Agreement risk share ‘cuts both ways,’ says Quilty

Pharmacies need to be urgently reimbursed funds resulting from the 6.5 million shortfall in prescription volumes over 2015-16, says Guild executive director David Quilty.

In this week’s edition of Forefront, he writes that, “Like all risk share arrangements, the risk share in the [Community Pharmacy] Agreement cuts both ways.”

The purpose of the Community Pharmacy Agreement is to provide both the Government and community pharmacies with certainty, he writes: “Certainty for the Federal Government that PBS medicines will be supplied to all Australians efficiently and to a quality standard utilising the trusted national network of community pharmacies.

“Certainty for community pharmacies about the remuneration they will receive from the Federal Government in order to make the investments in their businesses to undertake the task of dispensing PBS medicines to the Australian public.”
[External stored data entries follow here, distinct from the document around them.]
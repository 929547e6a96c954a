//! Officer Quorum Domain Types
//!
//! This crate defines the vocabulary of the multi-signatory authorization
//! engine: the closed set of officer roles, who may stand in for whom, the
//! per-module approval policy, and the records an authorization session is
//! built from.
//!
//! # Key Concepts
//!
//! - **Officer role**: a named administrative position eligible to approve
//!   gated actions. Roles form a closed enum, never free strings.
//! - **Substitution**: a substitute role may approve in place of an
//!   unavailable principal (Vice President for President, and so on).
//! - **Module rules**: each [`AuthorizationModule`] maps to one immutable
//!   [`ModuleRules`] record: mandatory roles, OR-groups, auxiliary roles and
//!   a base quorum.
//! - **Decisions**: an [`OfficerEntry`] records one role's approve/reject
//!   decision inside a session.
//!
//! # Architecture
//!
//! This is a pure types crate. Behaviour (quorum resolution, validation,
//! the session lifecycle) lives in `quorum-engine`.

#![deny(unsafe_code)]

mod decision;
mod errors;
mod module;
mod role;
mod session;

pub use decision::*;
pub use errors::*;
pub use module::*;
pub use role::*;
pub use session::*;
//! Session events
//!
//! Published by the service on a broadcast channel. Terminal events
//! (`Authorized`, `Expired`, `Cancelled`) are emitted exactly once per
//! session, by the call that caused the transition.

use chrono::{DateTime, Utc};
use quorum_types::{AuthorizationModule, OfficerDecision, OfficerRole, SessionId, SessionStatus};
use serde::{Deserialize, Serialize};

/// Something that happened to an authorization session
#[derive(Clone, Debug, PartialEq, Eq, Serialize, Deserialize)]
pub struct SessionEvent {
    pub session_id: SessionId,
    pub module: AuthorizationModule,
    pub kind: SessionEventKind,
    pub at: DateTime<Utc>,
}

#[derive(Clone, Debug, PartialEq, Eq, Serialize, Deserialize)]
#[serde(tag = "type", rename_all = "snake_case")]
pub enum SessionEventKind {
    Created {
        initiator: OfficerRole,
    },
    DecisionRecorded {
        role: OfficerRole,
        decision: OfficerDecision,
        #[serde(skip_serializing_if = "Option::is_none")]
        acting_for: Option<OfficerRole>,
    },
    DecisionRevoked {
        role: OfficerRole,
    },
    /// The gated action may now proceed
    Authorized,
    Expired,
    Cancelled,
}

impl SessionEventKind {
    /// Event for a session entering `status`; `None` for `Pending`
    pub fn for_status(status: SessionStatus) -> Option<Self> {
        match status {
            SessionStatus::Pending => None,
            SessionStatus::Authorized => Some(SessionEventKind::Authorized),
            SessionStatus::Expired => Some(SessionEventKind::Expired),
            SessionStatus::Cancelled => Some(SessionEventKind::Cancelled),
        }
    }

    pub fn is_terminal(&self) -> bool {
        matches!(
            self,
            SessionEventKind::Authorized | SessionEventKind::Expired | SessionEventKind::Cancelled
        )
    }
}

#[cfg(test)]
mod tests {
    use super::*;

    #[test]
    fn test_terminal_kinds_follow_status() {
        assert_eq!(SessionEventKind::for_status(SessionStatus::Pending), None);
        for status in [
            SessionStatus::Authorized,
            SessionStatus::Expired,
            SessionStatus::Cancelled,
        ] {
            let kind = SessionEventKind::for_status(status).unwrap();
            assert!(kind.is_terminal(), "{status}");
        }
        assert!(!SessionEventKind::DecisionRevoked {
            role: OfficerRole::Treasurer
        }
        .is_terminal());
    }

    #[test]
    fn test_event_serialization_is_tagged() {
        let kind = SessionEventKind::DecisionRecorded {
            role: OfficerRole::AssistantSecretary,
            decision: OfficerDecision::Approved,
            acting_for: Some(OfficerRole::Secretary),
        };
        let json = serde_json::to_value(&kind).unwrap();
        assert_eq!(json["type"], "decision_recorded");
        assert_eq!(json["role"], "assistant_secretary");
        assert_eq!(json["acting_for"], "secretary");
    }
}
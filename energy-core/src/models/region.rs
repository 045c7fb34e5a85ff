use std::fmt;

use serde::{Deserialize, Serialize};

/// Visayas grid subdivisions whose totals roll up into the Visayas total.
#[derive(Debug, Clone, Copy, PartialEq, Eq, PartialOrd, Ord, Hash, Serialize, Deserialize)]
pub enum Region {
    Cebu,
    Negros,
    Panay,
    LeyteSamar,
    Bohol,
}

impl Region {
    pub const ALL: [Region; 5] = [
        Self::Cebu,
        Self::Negros,
        Self::Panay,
        Self::LeyteSamar,
        Self::Bohol,
    ];

    pub fn name(&self) -> &'static str {
        match self {
            Self::Cebu => "Cebu",
            Self::Negros => "Negros",
            Self::Panay => "Panay",
            Self::LeyteSamar => "Leyte-Samar",
            Self::Bohol => "Bohol",
        }
    }
}

impl fmt::Display for Region {
    fn fmt(
        &self,
        f: &mut fmt::Formatter<'_>,
    ) -> fmt::Result {
        f.write_str(self.name())
    }
}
If annual prescription volumes written into the Agreement are materially exceeded, the Government is reimbursed to protect it fiscally against a blow-out in PBS volumes, Quilty writes; likewise, if there is a material shortfall in prescription volumes, community pharmacies are reimbursed.

This provides them with the certainty they need to invest, employ and provide services to their patients, he writes.

“In 2015-16, there was a 6.5 million or 2.14% shortfall in prescription volumes. 

“At a time when community pharmacies are struggling to cope with the adverse impact of the further PBS reforms negotiated in tandem with the Agreement, there would not be a pharmacy anywhere in Australia that would not consider this shortfall to be material.

“For the Government, the prescription volume shortfall is good news as it means it has to pay for the supply of fewer medicines. 

“The Guild estimates the shortfall is delivering the Government a saving in excess of $400 million that was not anticipated at the time of the Agreement.

“For pharmacies, the shortfall equates to a $15,000 reduction in remuneration for the average pharmacy dispensing 55,000 scripts a year, at a time when the annualised adverse impact of the Government’s PBS reforms is an estimated $42,000 per pharmacy.”

Quilty points out that the $82 million reimbursement to pharmacies would not be an additional cost to the Government as its budgetary forecasts are based on the pharmacy remuneration required to deliver the agreed prescription volumes in the Agreement.

“For pharmacies, this reimbursement is urgent. 

“They have borrowed, invested and incurred the fixed costs to fulfil their dispensing related responsibilities under the Agreement. 

“Many are struggling to maintain their profitability as a result of the impact of the Government’s PBS reforms and their ability to make the transition to becoming broader primary health care providers will be put at risk if it is not paid.

“More importantly, this risk share arrangement goes to the crux of why the Federal Government and community pharmacies enter into agreements in the first place. 

“It is the means by which the core commitments in the Agreement are delivered in full, but not exceeded, to the benefit of both parties.”